Alarm data from bedside patient monitors located in critical care units were obtained from two healthcare institutions. Alarm data from institution A (InsA) include 412 code blue and 4020 matched control encounters (by time, diagnosis related group, age, gender and medical unit but without code blue calls) between 2013 and 2018. Alarm data from institution B (InsB) include 254 code blue and 2213 matched control encounters between 2010 and 2012. InsA data were divided into training and test set at 80%-20% split. The training set was used to mine SuperAlarm algorithm following the same framework as our previous studies (Bai et al., 2015; 2017).

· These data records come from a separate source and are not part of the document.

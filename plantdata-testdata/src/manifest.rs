// PlantData Testdata - Plant manifest
// Copyright (c) 2025 David Martin Venti
//
// Dual-licensed under AGPL-3.0 and Commercial License.
// See LICENSE file for details.

//! Plant manifest.
//!
//! Written next to the generated files. It records how the plant was
//! generated, where every defect went, and the quality counts a pipeline
//! run with the reference cleaning should report.

use crate::defects::{DefectKind, DefectPlan, Placement};
use chrono::{DateTime, NaiveDateTime, Utc};
use serde::{Deserialize, Serialize};
use std::collections::BTreeMap;
use std::path::Path;

/// Manifest describing a generated plant.
#[derive(Debug, Clone, Serialize, Deserialize)]
pub struct PlantManifest {
    /// Plant name.
    pub name: String,
    /// Turbine identifiers, in generation order.
    pub turbines: Vec<String>,
    /// Asset-table rows with no SCADA data.
    #[serde(default)]
    pub spare_assets: Vec<String>,
    /// First SCADA timestamp (UTC).
    pub start: NaiveDateTime,
    /// SCADA samples per turbine, before defects.
    pub samples: usize,
    /// SCADA cadence in seconds.
    pub cadence_secs: u64,
    /// Reanalysis hours per product, before defects.
    pub reanalysis_hours: usize,
    /// Placed turbine-level defects.
    #[serde(default)]
    pub defects: Vec<DefectManifest>,
    /// Expected quality counts.
    pub expected: ExpectedCounts,
    /// Generation timestamp.
    pub generated_at: DateTime<Utc>,
    /// Random seed used.
    #[serde(skip_serializing_if = "Option::is_none")]
    pub seed: Option<u64>,
}

/// One defect as recorded in the manifest.
#[derive(Debug, Clone, Serialize, Deserialize)]
pub struct DefectManifest {
    pub kind: DefectKind,
    pub turbine: String,
    pub start: NaiveDateTime,
    pub samples: usize,
    /// Quality-report counter the defect moves.
    pub expected_effect: String,
}

/// Quality counts expected from a run with the reference cleaning.
#[derive(Debug, Clone, Default, PartialEq, Eq, Serialize, Deserialize)]
pub struct ExpectedCounts {
    /// SCADA rows removed by deduplication.
    pub duplicates_removed: usize,
    /// SCADA temperature cells nulled by the range filter.
    pub range_cells_nulled: usize,
    /// Stuck runs found in SCADA.
    pub stuck_runs: usize,
    /// SCADA samples inside stuck vane runs.
    pub stuck_vane_samples: usize,
    /// SCADA samples inside stuck temperature runs.
    pub stuck_temperature_samples: usize,
    /// Gap rows inserted per reanalysis product.
    #[serde(default)]
    pub gap_rows: BTreeMap<String, usize>,
    /// Duplicated columns per reanalysis product.
    #[serde(default)]
    pub columns_collided: BTreeMap<String, usize>,
    /// Assets dropped from the entity table.
    pub assets_pruned: usize,
}

impl ExpectedCounts {
    /// Derive the expected counts from a defect plan.
    pub fn from_plan(plan: &DefectPlan) -> Self {
        let samples = |kind: DefectKind| -> usize {
            plan.placements
                .iter()
                .filter(|p| p.kind == kind)
                .map(|p| p.length)
                .sum()
        };

        Self {
            duplicates_removed: plan.count(DefectKind::DuplicateRow),
            range_cells_nulled: plan.count(DefectKind::TemperatureSpike),
            stuck_runs: plan.count(DefectKind::StuckVane) + plan.count(DefectKind::StuckTemperature),
            stuck_vane_samples: samples(DefectKind::StuckVane),
            stuck_temperature_samples: samples(DefectKind::StuckTemperature),
            ..Default::default()
        }
    }
}

impl DefectManifest {
    pub fn from_placement(placement: &Placement, turbine: &str, start: NaiveDateTime) -> Self {
        Self {
            kind: placement.kind,
            turbine: turbine.to_string(),
            start,
            samples: placement.length,
            expected_effect: placement.kind.expected_effect().to_string(),
        }
    }
}

impl PlantManifest {
    /// Create a new manifest.
    pub fn new(name: &str, start: NaiveDateTime, cadence_secs: u64) -> Self {
        Self {
            name: name.to_string(),
            turbines: Vec::new(),
            spare_assets: Vec::new(),
            start,
            samples: 0,
            cadence_secs,
            reanalysis_hours: 0,
            defects: Vec::new(),
            expected: ExpectedCounts::default(),
            generated_at: Utc::now(),
            seed: None,
        }
    }

    /// Serialize to JSON.
    pub fn to_json(&self) -> Result<String, serde_json::Error> {
        serde_json::to_string_pretty(self)
    }

    /// Save to a JSON file.
    pub fn to_json_file(&self, path: impl AsRef<Path>) -> Result<(), std::io::Error> {
        let json = self
            .to_json()
            .map_err(|e| std::io::Error::new(std::io::ErrorKind::Other, e))?;
        std::fs::write(path, json)
    }

    /// Load from a JSON file.
    pub fn from_json_file(path: impl AsRef<Path>) -> Result<Self, std::io::Error> {
        let json = std::fs::read_to_string(path)?;
        serde_json::from_str(&json).map_err(|e| std::io::Error::new(std::io::ErrorKind::InvalidData, e))
    }
}
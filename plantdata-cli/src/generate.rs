// PlantData CLI - Generate command
// Copyright (c) 2025 David Martin Venti
//
// Dual-licensed under AGPL-3.0 and Commercial License.
// See LICENSE file for details.

use crate::{CliError, GenerateArgs};
use plantdata_testdata::{generate_plant, DefectConfig, PlantGeneratorConfig};
use tracing::info;

pub fn run(args: &GenerateArgs) -> Result<(), CliError> {
    let mut config = PlantGeneratorConfig::new()
        .with_turbines(args.turbines)
        .with_days(args.days);
    if let Some(seed) = args.seed {
        config = config.with_seed(seed);
    }
    if args.clean {
        config = config.with_defects(DefectConfig::none());
    }

    let plant = generate_plant(&config)?;
    let written = plant.write_to(&args.out)?;

    info!(
        "generated {} turbines x {} samples ({} defects) into {}",
        plant.manifest.turbines.len(),
        plant.manifest.samples,
        plant.manifest.defects.len(),
        args.out.display()
    );
    for path in written {
        println!("{}", path.display());
    }
    Ok(())
}
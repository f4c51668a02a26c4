// PlantData CLI - Conform wind-plant feeds from the command line
// Copyright (c) 2025 David Martin Venti
//
// Dual-licensed under AGPL-3.0 and Commercial License.
// See LICENSE file for details.

//! # PlantData CLI
//!
//! Runs the conformance pipeline over a plant directory, or generates a
//! synthetic plant to run it on.
//!
//! ## Usage
//!
//! ```bash
//! # Generate two days of a four-turbine plant with the usual defects
//! plantdata-cli generate --out /tmp/plant --days 2 --seed 42
//!
//! # Conform it and export the cleaned streams
//! plantdata-cli conform --data /tmp/plant --export /tmp/plant-out
//!
//! # Extract data/la_haute_borne.zip on first use, write a JSON summary
//! plantdata-cli conform --data data/la_haute_borne --report summary.json
//! ```

mod conform;
mod generate;
mod summary;

use clap::{Args, Parser, Subcommand};
use plantdata::DatasetCache;
use std::path::PathBuf;
use std::process::ExitCode;
use thiserror::Error;
use tracing::{error, info, Level};
use tracing_subscriber::EnvFilter;

/// PlantData command-line front end
#[derive(Parser, Debug)]
#[command(author, version, about, long_about = None)]
struct Cli {
    /// Log level (trace, debug, info, warn, error)
    #[arg(long, default_value = "info", global = true)]
    log_level: String,

    #[command(subcommand)]
    command: Command,
}

#[derive(Subcommand, Debug)]
enum Command {
    /// Clean, align and validate a plant's raw feeds
    Conform(ConformArgs),
    /// Write a synthetic plant with known defects
    Generate(GenerateArgs),
}

#[derive(Args, Debug)]
pub struct ConformArgs {
    /// Directory holding the raw CSV files
    #[arg(short, long)]
    pub data: PathBuf,

    /// Zip file, or directory of *.gz files, extracted into --data when it
    /// does not exist yet (defaults to <data>.zip)
    #[arg(short, long)]
    pub archive: Option<PathBuf>,

    /// Metadata contract (defaults to plant_meta.json inside --data)
    #[arg(long)]
    pub contract: Option<PathBuf>,

    /// Pipeline configuration JSON (defaults to the reference cleaning)
    #[arg(long)]
    pub config: Option<PathBuf>,

    /// Export the conformed streams to this directory
    #[arg(short, long)]
    pub export: Option<PathBuf>,

    /// Write a JSON run summary to this file
    #[arg(short, long)]
    pub report: Option<PathBuf>,

    /// Keep asset-table rows no stream references
    #[arg(long)]
    pub keep_unreferenced: bool,
}

#[derive(Args, Debug)]
pub struct GenerateArgs {
    /// Output directory
    #[arg(short, long)]
    pub out: PathBuf,

    /// Number of turbines
    #[arg(short, long, default_value = "4")]
    pub turbines: usize,

    /// Days of 10-minute data
    #[arg(long, default_value = "2")]
    pub days: usize,

    /// Random seed
    #[arg(short, long)]
    pub seed: Option<u64>,

    /// Generate without injected defects
    #[arg(long)]
    pub clean: bool,
}

/// Everything that can stop a command.
#[derive(Debug, Error)]
pub enum CliError {
    #[error(transparent)]
    Pipeline(#[from] plantdata::Error),

    #[error(transparent)]
    Load(#[from] plantdata::LoadError),

    #[error("generator: {0}")]
    Generate(#[from] plantdata_testdata::DatasetError),

    #[error("IO error: {0}")]
    Io(#[from] std::io::Error),

    #[error("JSON error: {0}")]
    Json(#[from] serde_json::Error),
}

fn init_tracing(log_level: &str) {
    let filter = EnvFilter::try_from_default_env().unwrap_or_else(|_| {
        let level = match log_level.to_lowercase().as_str() {
            "trace" => Level::TRACE,
            "debug" => Level::DEBUG,
            "info" => Level::INFO,
            "warn" => Level::WARN,
            "error" => Level::ERROR,
            _ => Level::INFO,
        };
        EnvFilter::from_default_env().add_directive(level.into())
    });

    tracing_subscriber::fmt().with_env_filter(filter).init();
}

fn main() -> ExitCode {
    let cli = Cli::parse();
    init_tracing(&cli.log_level);

    info!("plantdata v{}", plantdata::VERSION);

    let cache = DatasetCache::new();
    let result = match &cli.command {
        Command::Conform(args) => conform::run(args, &cache),
        Command::Generate(args) => generate::run(args),
    };

    match result {
        Ok(()) => ExitCode::SUCCESS,
        Err(e) => {
            error!("{}", e);
            ExitCode::FAILURE
        }
    }
}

In brief, the Maximal Frequent Itemset (MAFIA) algorithm was adopted to find frequent combination of alarms (SuperAlarm patterns) preceding code blue events while seldomly occur in control encounters. The weighted average occurrence representation (WAOR) was used to integrate cumulative effect of SuperAlarm patterns over time, which then served as features to train a classifier (logistic regression with lasso regularization) to predict code blue events. All hyperparameters were determined through cross validation during the training process. Three metrics were calculated to evaluate SuperAlarm performance including sensitivity along lead time before code blue (Sen@L), alarm frequency reduction ratio (AFRR) and work-up to detection ratio (WDR). The derived algorithm was first tested on InsA test set to evaluate the internal institute performance, followed by external institute performance using all data from InsB as test set. Cross-institute performance evaluation was achieved by randomly selecting same number of encounters in InsB as in InsA test set 100 times via bootstrapping and statistically comparing the performance from both institutions.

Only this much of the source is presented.